Data for the task |
//! Text tokenizers
//!
//! Provides the `Tokenizer` trait and the three splitting strategies the
//! engine needs: whitespace words (word-granular diffing), single characters
//! (CJK diffing) and word/punctuation/whitespace runs (marked-text rendering).

use unicode_categories::UnicodeCategories;

use crate::marker::DELETION_MARKER;
use crate::script::Granularity;

/// A single token borrowed from the tokenized text
#[derive(Debug, Clone, Copy, PartialEq, Eq)]
pub struct Token<'a> {
    /// The token text
    pub text: &'a str,

    /// Byte offset of the token in the source text
    pub offset: usize,

    /// Token index in the sequence
    pub index: usize,

    pub kind: TokenKind,
}

#[derive(Debug, Clone, Copy, PartialEq, Eq)]
pub enum TokenKind {
    Word,
    Punctuation,
    Whitespace,
}

impl<'a> Token<'a> {
    pub fn new(text: &'a str, offset: usize, index: usize, kind: TokenKind) -> Self {
        Self {
            text,
            offset,
            index,
            kind,
        }
    }

    pub fn is_whitespace(&self) -> bool {
        self.kind == TokenKind::Whitespace
    }
}

/// Trait for tokenizers that split text into tokens
pub trait Tokenizer: Send + Sync {
    /// Tokenize `text`. Tokens borrow from the input.
    fn tokenize<'a>(&self, text: &'a str) -> Vec<Token<'a>>;

    /// Get the name of this tokenizer
    fn name(&self) -> &str;

    /// Token texts only
    fn split<'a>(&self, text: &'a str) -> Vec<&'a str> {
        self.tokenize(text).into_iter().map(|t| t.text).collect()
    }
}

/// The tokenizer used for diffing a line at the given granularity.
pub fn tokenizer_for(granularity: Granularity) -> &'static dyn Tokenizer {
    match granularity {
        Granularity::CharGranular => &CharacterTokenizer,
        Granularity::WordGranular => &WhitespaceTokenizer,
    }
}

// ============================================================================
// Built-in Tokenizers
// ============================================================================

/// Character-level tokenizer (splits into individual characters)
#[derive(Debug, Clone, Copy, Default)]
pub struct CharacterTokenizer;

impl Tokenizer for CharacterTokenizer {
    fn tokenize<'a>(&self, text: &'a str) -> Vec<Token<'a>> {
        text.char_indices()
            .enumerate()
            .map(|(index, (pos, ch))| {
                Token::new(
                    &text[pos..pos + ch.len_utf8()],
                    pos,
                    index,
                    token_kind(ch),
                )
            })
            .collect()
    }

    fn name(&self) -> &str {
        "character"
    }
}

/// Splits on runs of whitespace. Punctuation stays attached to the word it
/// touches, so `"babe,"` is one token.
#[derive(Debug, Clone, Copy, Default)]
pub struct WhitespaceTokenizer;

impl Tokenizer for WhitespaceTokenizer {
    fn tokenize<'a>(&self, text: &'a str) -> Vec<Token<'a>> {
        let mut tokens = Vec::new();
        let mut start: Option<usize> = None;

        for (pos, ch) in text.char_indices() {
            match (start, ch.is_whitespace()) {
                (None, false) => start = Some(pos),
                (Some(s), true) => {
                    tokens.push(word_token(text, s, pos, tokens.len()));
                    start = None;
                }
                _ => {}
            }
        }

        if let Some(s) = start {
            tokens.push(word_token(text, s, text.len(), tokens.len()));
        }

        tokens
    }

    fn name(&self) -> &str {
        "whitespace"
    }
}

fn word_token(text: &str, start: usize, end: usize, index: usize) -> Token<'_> {
    let slice = &text[start..end];
    let kind = if is_punctuation_only(slice) {
        TokenKind::Punctuation
    } else {
        TokenKind::Word
    };
    Token::new(slice, start, index, kind)
}

/// Splits into maximal runs of word characters, punctuation and whitespace,
/// keeping all three. Concatenating the tokens reproduces the input.
#[derive(Debug, Clone, Copy, Default)]
pub struct BoundaryTokenizer;

impl Tokenizer for BoundaryTokenizer {
    fn tokenize<'a>(&self, text: &'a str) -> Vec<Token<'a>> {
        let mut tokens = Vec::new();
        let mut current_start = 0;
        let mut current_type: Option<TokenKind> = None;

        for (pos, ch) in text.char_indices() {
            let char_type = token_kind(ch);

            match current_type {
                None => {
                    current_start = pos;
                    current_type = Some(char_type);
                }
                Some(prev) if prev == char_type => {}
                Some(prev) => {
                    tokens.push(Token::new(
                        &text[current_start..pos],
                        current_start,
                        tokens.len(),
                        prev,
                    ));
                    current_start = pos;
                    current_type = Some(char_type);
                }
            }
        }

        if let Some(kind) = current_type {
            tokens.push(Token::new(
                &text[current_start..],
                current_start,
                tokens.len(),
                kind,
            ));
        }

        tokens
    }

    fn name(&self) -> &str {
        "boundary"
    }
}

// ============================================================================
// Character classes
// ============================================================================

/// Punctuation for tokenizing purposes: ASCII punctuation, any Unicode
/// punctuation category, and the deletion marker.
pub fn is_punctuation(ch: char) -> bool {
    ch.is_ascii_punctuation() || ch.is_punctuation() || ch == DELETION_MARKER
}

fn token_kind(ch: char) -> TokenKind {
    if ch.is_whitespace() {
        TokenKind::Whitespace
    } else if is_punctuation(ch) {
        TokenKind::Punctuation
    } else {
        TokenKind::Word
    }
}

/// True if `text` is non-empty and made only of punctuation.
pub fn is_punctuation_only(text: &str) -> bool {
    !text.is_empty() && text.chars().all(is_punctuation)
}

/// Number of whitespace-delimited tokens that carry at least one
/// non-punctuation character.
pub fn count_words(text: &str) -> usize {
    text.split_whitespace()
        .filter(|token| !is_punctuation_only(token))
        .count()
}

/// The characters `[.,!?;:]` used for punctuation-insensitive comparison.
pub fn is_basic_punctuation(ch: char) -> bool {
    matches!(ch, '.' | ',' | '!' | '?' | ';' | ':')
}

/// Removes every `[.,!?;:]` character.
pub fn strip_basic_punctuation(text: &str) -> String {
    text.chars().filter(|&c| !is_basic_punctuation(c)).collect()
}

Your objective | Return each line of the listing that holds the string "filter".

Task output |
        .filter(|token| !is_punctuation_only(token))
    text.chars().filter(|&c| !is_basic_punctuation(c)).collect()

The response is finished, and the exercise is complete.